I sat in the orthodontist’s office this morning with people wondering (seriously) what was making me giggle, grimace and guffaw. All words, in fact, that Blount would probably term “sonicky.” (Don’t even get him started about that “k.” He wants it there, dammit, as in mike v. mic, to retain “phonetic fiber” as opposed to “pissing away alphabet juice.”)
A word’s sound, he contends, is often related to its meaning in ways that go beyond simple onomatopoeia. All language, he says, is essentially body language: the shape your mouth makes when you say a word (think sneer), the associations with other sounds (mother words are related to baby talk for mama, deriving from mmmmm, which is not only yummy but mimics a baby’s nursing mouth).
Many of the book’s alphabetized entries (he bounces us from one to the other like a pinball) rant not on individual words but on grammar and usage as they relate to sound. If I were you, I would take great care in your use of the subjunctive around Blount: getting this wrong really riles him, more than misplaced apostrophe’s upset Eats Shoots and Leave’s author. And then there are the random entries: “has-been: a bee that’s over the hill.”

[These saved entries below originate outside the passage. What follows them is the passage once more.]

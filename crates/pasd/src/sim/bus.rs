// SPDX-License-Identifier: Apache-2.0 OR MIT
// Copyright (c) 2025-2026 naskel.com

//! The simulated bus: one slave-side endpoint serving several devices.
//!
//! Physically every device hears every frame on the multidrop bus; the
//! harness mirrors that by receiving raw frames on one link endpoint and
//! dispatching by address byte. Wiring a SMARTbox to an FNDH PDoC port
//! makes its power (and therefore its boot time) follow that port, which
//! is what startup discovery correlates against.

use std::collections::BTreeMap;
use std::sync::atomic::{AtomicBool, Ordering};
use std::sync::Arc;
use std::thread::JoinHandle;
use std::time::Duration;

use parking_lot::Mutex;

use crate::transport::{view, BusLink, Connection};

use super::fncc::SimFncc;
use super::fndh::SimFndh;
use super::smartbox::SimSmartBox;
use super::SimDevice;

/// The slave side of a simulated station bus.
pub struct SimBus {
    conn: Connection,
    fndh: Option<Arc<Mutex<SimFndh>>>,
    fncc: Option<Arc<Mutex<SimFncc>>>,
    boxes: Vec<Arc<Mutex<SimSmartBox>>>,
    /// PDoC port -> index into `boxes`.
    wiring: BTreeMap<u8, usize>,
}

impl SimBus {
    /// A bus serving no devices yet on the given link endpoint.
    #[must_use]
    pub fn new(link: Box<dyn BusLink>) -> Self {
        SimBus {
            conn: Connection::new(link),
            fndh: None,
            fncc: None,
            boxes: Vec::new(),
            wiring: BTreeMap::new(),
        }
    }

    /// Attach the FNDH. Returns the shared handle for test assertions.
    pub fn add_fndh(&mut self, fndh: SimFndh) -> Arc<Mutex<SimFndh>> {
        let fndh = Arc::new(Mutex::new(fndh));
        self.fndh = Some(Arc::clone(&fndh));
        fndh
    }

    /// Attach the FNCC. Returns the shared handle for test assertions.
    pub fn add_fncc(&mut self, fncc: SimFncc) -> Arc<Mutex<SimFncc>> {
        let fncc = Arc::new(Mutex::new(fncc));
        self.fncc = Some(Arc::clone(&fncc));
        fncc
    }

    /// Attach a SMARTbox, optionally wired to an FNDH PDoC port. Wired
    /// boxes power-follow their port; unwired boxes are always powered.
    pub fn add_smartbox(
        &mut self,
        smartbox: SimSmartBox,
        pdoc: Option<u8>,
    ) -> Arc<Mutex<SimSmartBox>> {
        let mut smartbox = smartbox;
        if pdoc.is_some() {
            // Power arrives from the FNDH, not from the bench.
            smartbox.set_powered(false);
        }
        let handle = Arc::new(Mutex::new(smartbox));
        self.boxes.push(Arc::clone(&handle));
        if let Some(pdoc) = pdoc {
            self.wiring.insert(pdoc, self.boxes.len() - 1);
        }
        handle
    }

    /// Serve frames until `stop` is raised.
    fn serve(&self, stop: &AtomicBool) {
        while !stop.load(Ordering::Relaxed) {
            self.service_one(Duration::from_millis(50));
            self.update_power();
        }
    }

    /// Receive and answer at most one frame.
    fn service_one(&self, max_time: Duration) {
        let Some(frame) = self.conn.receive_frame(max_time) else { return };
        let address = frame[0];

        if let Some(fndh) = &self.fndh {
            let mut fndh = fndh.lock();
            if fndh.address() == address {
                Self::serve_device(&self.conn, &mut *fndh, &frame);
                return;
            }
        }
        if let Some(fncc) = &self.fncc {
            let mut fncc = fncc.lock();
            if fncc.address() == address {
                Self::serve_device(&self.conn, &mut *fncc, &frame);
                return;
            }
        }
        for smartbox in &self.boxes {
            let mut smartbox = smartbox.lock();
            if smartbox.address() == address {
                if smartbox.responds() {
                    Self::serve_device(&self.conn, &mut *smartbox, &frame);
                } else {
                    log::debug!("sim SMARTbox {address} has no power, staying silent");
                }
                return;
            }
        }
        log::debug!("sim bus: no device at address {address}");
    }

    fn serve_device(conn: &Connection, device: &mut dyn SimDevice, frame: &[u8]) {
        let mut registers = device.build_view();
        let outcome = view::service_request(&mut registers, device.address(), frame, None);
        if let Err(e) = conn.send_reply(outcome.reply) {
            log::error!("sim bus reply failed: {e}");
            return;
        }
        device.apply(&registers, &outcome.read, &outcome.written);
    }

    /// Propagate FNDH port power to the wired SMARTboxes.
    fn update_power(&self) {
        let Some(fndh) = &self.fndh else { return };
        let fndh = fndh.lock();
        for (&pdoc, &index) in &self.wiring {
            let on = fndh.port_power(pdoc);
            self.boxes[index].lock().set_powered(on);
        }
    }

    /// Run the bus on its own thread until the returned handle stops it.
    #[must_use]
    pub fn spawn(self) -> SimBusHandle {
        let stop = Arc::new(AtomicBool::new(false));
        let stop_for_thread = Arc::clone(&stop);
        let fndh = self.fndh.clone();
        let fncc = self.fncc.clone();
        let boxes = self.boxes.clone();
        let join = std::thread::spawn(move || self.serve(&stop_for_thread));
        SimBusHandle { stop, join: Some(join), fndh, fncc, boxes }
    }
}

/// Running simulated bus; dropping it stops the thread.
pub struct SimBusHandle {
    stop: Arc<AtomicBool>,
    join: Option<JoinHandle<()>>,
    /// The attached FNDH, if any.
    pub fndh: Option<Arc<Mutex<SimFndh>>>,
    /// The attached FNCC, if any.
    pub fncc: Option<Arc<Mutex<SimFncc>>>,
    /// The attached SMARTboxes, in attachment order.
    pub boxes: Vec<Arc<Mutex<SimSmartBox>>>,
}

impl SimBusHandle {
    /// Stop the bus thread and wait for it. The device handles stay
    /// readable afterwards.
    pub fn stop(&mut self) {
        self.stop.store(true, Ordering::Relaxed);
        if let Some(join) = self.join.take() {
            let _ = join.join();
        }
    }
}

impl Drop for SimBusHandle {
    fn drop(&mut self) {
        self.stop.store(true, Ordering::Relaxed);
        if let Some(join) = self.join.take() {
            let _ = join.join();
        }
    }
}
impl SmartBox {
    /// Set up an unpolled SMARTbox. No bus traffic happens here.
    #[must_use]
    pub fn new(conn: Arc<Connection>, modbus_address: u8) -> Self {
        SmartBox {
            conn,
            modbus_address,
            map: None,
            sys: SysBlock::default(),
            incoming_voltage: 0.0,
            psu_voltage: 0.0,
            psu_temp: 0.0,
            pcb_temp: 0.0,
            outside_temp: 0.0,
            sensor_temps: BTreeMap::new(),
            status: StatusCode::Unknown,
            lights: Lights::default(),
            ports: std::array::from_fn(|i| PortStatus::new(i as u8 + 1, modbus_address)),
            pdoc_number: None,
            thresholds: Thresholds::smartbox_defaults(),
            portconfig: [(false, false); 12],
        }
    }

    /// The register map pinned at first contact, if any.
    #[must_use]
    pub fn register_map(&self) -> Option<&'static RegisterMap> {
        self.map
    }

    /// Port status by 1-based port number.
    #[must_use]
    pub fn port(&self, port_number: u8) -> &PortStatus {
        &self.ports[(port_number - 1) as usize]
    }

    /// Mutable port status by 1-based port number.
    pub fn port_mut(&mut self, port_number: u8) -> &mut PortStatus {
        &mut self.ports[(port_number - 1) as usize]
    }

    /// Read the whole POLL block in one transaction and decode every field.
    ///
    /// The first successful poll latches the map revision; any later poll
    /// implying a different revision fails with
    /// [`DeviceError::MapUnknown`] and leaves the snapshot untouched.
    pub fn poll_data(&mut self) -> DeviceResult<()> {
        let poll = self.map.map_or(registers::SMARTBOX_POLL_1, |m| m.poll);
        let block = registers::poll_block_size(poll);
        let values = self.conn.read_registers(self.modbus_address, 1, block)?;
        let read_timestamp = unix_now();

        let mbrv = values[0];
        if let Some(pinned) = self.map {
            if pinned.revision != mbrv {
                log::error!(
                    "SMARTbox {}: map revision changed from {} to {mbrv}",
                    self.modbus_address,
                    pinned.revision
                );
                return Err(DeviceError::MapUnknown(mbrv));
            }
        }
        let map = registers::smartbox_map(mbrv).ok_or(DeviceError::MapUnknown(mbrv))?;
        self.map = Some(map);

        self.sensor_temps.clear();
        for def in map.poll {
            if decode_sys_field(&mut self.sys, def, &values) {
                continue;
            }
            let raw = word_at(&values, def);
            match def.field {
                Field::Incoming48V => self.incoming_voltage = Scale::Volts.apply(raw),
                Field::Psu5V => self.psu_voltage = Scale::Volts.apply(raw),
                Field::PsuTemp => self.psu_temp = Scale::Temperature.apply(raw),
                Field::PcbTemp => self.pcb_temp = Scale::Temperature.apply(raw),
                Field::OutsideTemp => self.outside_temp = Scale::Temperature.apply(raw),
                Field::Status => self.status = StatusCode::from_raw(raw),
                Field::Lights => self.lights = Lights::from_raw(raw),
                Field::SenseTemp(n) => {
                    self.sensor_temps.insert(n, Scale::Temperature.apply(raw));
                }
                Field::PortState(n) => self.port_mut(n).set_status(raw, read_timestamp),
                Field::PortCurrent(n) => {
                    let scaled = Scale::MilliAmps.apply(raw);
                    self.port_mut(n).set_current(raw, scaled, read_timestamp);
                }
                _ => {}
            }
        }
        self.sys.readtime = Some(read_timestamp);
        Ok(())
    }

    /// Quick liveness check: read the first 16 registers and return the
    /// uptime in seconds. Pins the map revision like a full poll.
    pub fn read_uptime(&mut self) -> DeviceResult<u32> {
        let values = self.conn.read_registers(self.modbus_address, 1, 16)?;
        let mbrv = values[0];
        if let Some(pinned) = self.map {
            if pinned.revision != mbrv {
                return Err(DeviceError::MapUnknown(mbrv));
            }
        }
        let map = registers::smartbox_map(mbrv).ok_or(DeviceError::MapUnknown(mbrv))?;
        self.map = Some(map);
        self.sys.mbrv = mbrv;
        self.sys.pcbrv = values[1];
        // Uptime spans registers 14-15, high word first.
        self.sys.uptime = crate::transport::frame::words_to_u32(values[13], values[14]);
        Ok(self.sys.uptime)
    }

    /// Write the full threshold block from `self.thresholds`.
    pub fn write_thresholds(&mut self) -> DeviceResult<()> {
        let map = self.map.ok_or_else(no_map)?;
        let (start, block) = self.thresholds.to_block(map.conf)?;
        self.conn.write_multiple_registers(self.modbus_address, start, &block)?;
        log::info!("SMARTbox {}: wrote thresholds", self.modbus_address);
        Ok(())
    }

    /// Write all twelve port state words under the given per-port intents.
    pub fn write_port_states(&mut self, intents: &[WriteIntent; 12]) -> DeviceResult<()> {
        let map = self.map.ok_or_else(no_map)?;
        let first = registers::find_poll_field(map, Field::PortState(1))
            .ok_or_else(|| DeviceError::Config("map has no port state registers".into()))?;
        let words: Vec<u16> = self
            .ports
            .iter()
            .zip(intents.iter())
            .map(|(port, &intent)| port.to_write_word(intent))
            .collect();
        self.conn.write_multiple_registers(self.modbus_address, first.number, &words)?;
        log::info!("SMARTbox {}: wrote port configuration", self.modbus_address);
        Ok(())
    }

    /// Write the desired-state fields of every port (no overrides, no
    /// breaker resets).
    pub fn write_portconfig(&mut self) -> DeviceResult<()> {
        self.write_port_states(&[WriteIntent::state_only(); 12])
    }

    /// Apply a low-pass smoothing constant, derived from `cutoff_hz`, to
    /// every analog sensor register. A write to a sensor register sets its
    /// filter constant rather than the reading.
    pub fn set_smoothing(&mut self, cutoff_hz: f64) -> DeviceResult<()> {
        let constant = sampling::filter_constant(cutoff_hz);
        for &reg in registers::SMARTBOX_SMOOTHED_REGISTERS {
            self.conn.write_register(self.modbus_address, reg, constant)?;
        }
        Ok(())
    }

    /// Full configuration sequence: thresholds, sensor smoothing, port
    /// configuration, then `SYS_STATUS <- 1` to leave UNINITIALISED.
    ///
    /// Each step must succeed before the next is attempted. `None`
    /// arguments keep the values already held on the instance.
    pub fn configure(
        &mut self,
        thresholds: Option<Thresholds>,
        portconfig: Option<PortConfig>,
        filter_cutoff_hz: Option<f64>,
    ) -> DeviceResult<()> {
        if let Some(t) = thresholds {
            self.thresholds = t;
        }
        if let Some(p) = portconfig {
            self.portconfig = p;
        }
        let map = self.map.ok_or_else(no_map)?;

        self.write_thresholds()?;

        match filter_cutoff_hz {
            Some(freq) => {
                log::info!(
                    "SMARTbox {}: smoothing all sensors with a {freq:.1} Hz cutoff",
                    self.modbus_address
                );
                self.set_smoothing(freq)?;
            }
            None => log::info!("SMARTbox {}: sensor low-pass smoothing disabled", self.modbus_address),
        }

        for (port, &(online, offline)) in self.ports.iter_mut().zip(self.portconfig.iter()) {
            port.desire_enabled_online = Tristate::from_bool(online);
            port.desire_enabled_offline = Tristate::from_bool(offline);
        }
        self.write_portconfig()?;

        let status_reg = registers::find_poll_field(map, Field::Status)
            .ok_or_else(|| DeviceError::Config("map has no SYS_STATUS register".into()))?;
        self.conn.write_register(self.modbus_address, status_reg.number, 1)?;
        Ok(())
    }

    /// Reset the microcontroller through the command envelope.
    pub fn reset(&self) -> Result<(), crate::command::CommandError> {
        envelope::reset_microcontroller(&self.conn, self.modbus_address)
    }

    /// Rapid-sample `reglist` every `interval_ms` milliseconds until the
    /// on-device buffer fills, then read it back de-interleaved.
    pub fn get_sample(
        &self,
        interval_ms: u32,
        reglist: &[u16],
    ) -> Result<BTreeMap<u16, Vec<u16>>, crate::command::CommandError> {
        sampling::get_sample(&self.conn, self.modbus_address, interval_ms, reglist, Duration::from_millis(500))
    }

    /// Run [`SmartBox::get_sample`] and save the result as CSV, one column
    /// per sampled register, headed by the register names.
    pub fn save_sample(
        &self,
        interval_ms: u32,
        reglist: &[u16],
        path: &std::path::Path,
    ) -> Result<(), crate::command::CommandError> {
        let data = self.get_sample(interval_ms, reglist)?;
        let poll = self.map.map_or(registers::SMARTBOX_POLL_1, |m| m.poll);
        let name_of = |regnum: u16| {
            poll.iter()
                .find(|d| d.number == regnum)
                .map_or_else(|| format!("REG_{regnum}"), |d| d.name.to_string())
        };
        let mut out = String::new();
        let header: Vec<String> = reglist.iter().map(|&r| name_of(r)).collect();
        out.push_str(&header.join(", "));
        out.push('\n');
        let rows = data.get(&reglist[0]).map_or(0, Vec::len);
        for i in 0..rows {
            let row: Vec<String> = reglist
                .iter()
                .map(|r| data.get(r).and_then(|v| v.get(i)).map_or_else(String::new, u16::to_string))
                .collect();
            out.push_str(&row.join(", "));
            out.push('\n');
        }
        std::fs::write(path, out).map_err(crate::command::CommandError::from)
    }
}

This guy loves words — yea, even letters — as much as I do. Warren enjoyed reading a bit of it, too. (Well, it was the “fart” entry. Bleeping “fart” as “f*rt” has a certain expressiveness, he says. And he wants to write a Western with a character called Silent Bob Dudley.) I imagine Rushdie, who loves to play in his own word sandbox, is digging this book too.